» Input data
==*==

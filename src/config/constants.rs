//! Configuration constants.
//!
//! Defaults shared by the CLI options and the library configuration structs.

/// Default CNAME recursion depth.
pub const DEFAULT_CNAME_DEPTH: u32 = 5;

/// Default number of chain walks polled at once by the batch orchestrator.
/// A value of 1 resolves domains strictly one after another.
pub const DEFAULT_CNAME_CONCURRENCY: usize = 10;

// Network operation timeouts
/// DNS query timeout in seconds
/// Most DNS queries complete in <1s; 3s fails fast on unresponsive nameservers
pub const DNS_TIMEOUT_SECS: u64 = 3;
/// Number of attempts per DNS query before it is reported as timed out
pub const DNS_ATTEMPTS: usize = 2;
/// Port used for nameservers listed without an explicit port
pub const DNS_PORT: u16 = 53;

/// Per-request HTTP timeout in seconds for the headers fetcher
pub const HTTP_TIMEOUT_SECS: u64 = 10;

/// Default User-Agent string for HTTP requests.
///
/// Users can override this via the `--user-agent` CLI flag.
pub const DEFAULT_USER_AGENT: &str =
    "Mozilla/5.0 (Windows NT 10.0; Win64; x64) AppleWebKit/537.36 (KHTML, like Gecko) Chrome/131.0.0.0 Safari/537.36";

/// Maximum URL length (2048 characters).
/// Matches common browser and server limits.
pub const MAX_URL_LENGTH: usize = 2048;

/// crt.sh certificate transparency search endpoint
pub const CRT_SH_URL: &str = "https://crt.sh/";

/// Indentation used for every pretty-printed JSON document
pub const JSON_INDENT: &[u8] = b"    ";

// HTTP status codes (for clarity and consistency)
pub const HTTP_STATUS_NOT_FOUND: u16 = 404;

==*==

» Exercise instructions
Only one stretch is wanted, so please give again exactly the lines from the start of the data through the line containing "pub const JSON_INDENT: &[u8]", both ends included.

» Task response
filename src/config/constants.rs
//! Configuration constants.
//!
//! Defaults shared by the CLI options and the library configuration structs.

/// Default CNAME recursion depth.
pub const DEFAULT_CNAME_DEPTH: u32 = 5;

/// Default number of chain walks polled at once by the batch orchestrator.
/// A value of 1 resolves domains strictly one after another.
pub const DEFAULT_CNAME_CONCURRENCY: usize = 10;

// Network operation timeouts
/// DNS query timeout in seconds
/// Most DNS queries complete in <1s; 3s fails fast on unresponsive nameservers
pub const DNS_TIMEOUT_SECS: u64 = 3;
/// Number of attempts per DNS query before it is reported as timed out
pub const DNS_ATTEMPTS: usize = 2;
/// Port used for nameservers listed without an explicit port
pub const DNS_PORT: u16 = 53;

/// Per-request HTTP timeout in seconds for the headers fetcher
pub const HTTP_TIMEOUT_SECS: u64 = 10;

/// Default User-Agent string for HTTP requests.
///
/// Users can override this via the `--user-agent` CLI flag.
pub const DEFAULT_USER_AGENT: &str =
    "Mozilla/5.0 (Windows NT 10.0; Win64; x64) AppleWebKit/537.36 (KHTML, like Gecko) Chrome/131.0.0.0 Safari/537.36";

/// Maximum URL length (2048 characters).
/// Matches common browser and server limits.
pub const MAX_URL_LENGTH: usize = 2048;

/// crt.sh certificate transparency search endpoint
pub const CRT_SH_URL: &str = "https://crt.sh/";

/// Indentation used for every pretty-printed JSON document
pub const JSON_INDENT: &[u8] = b"    ";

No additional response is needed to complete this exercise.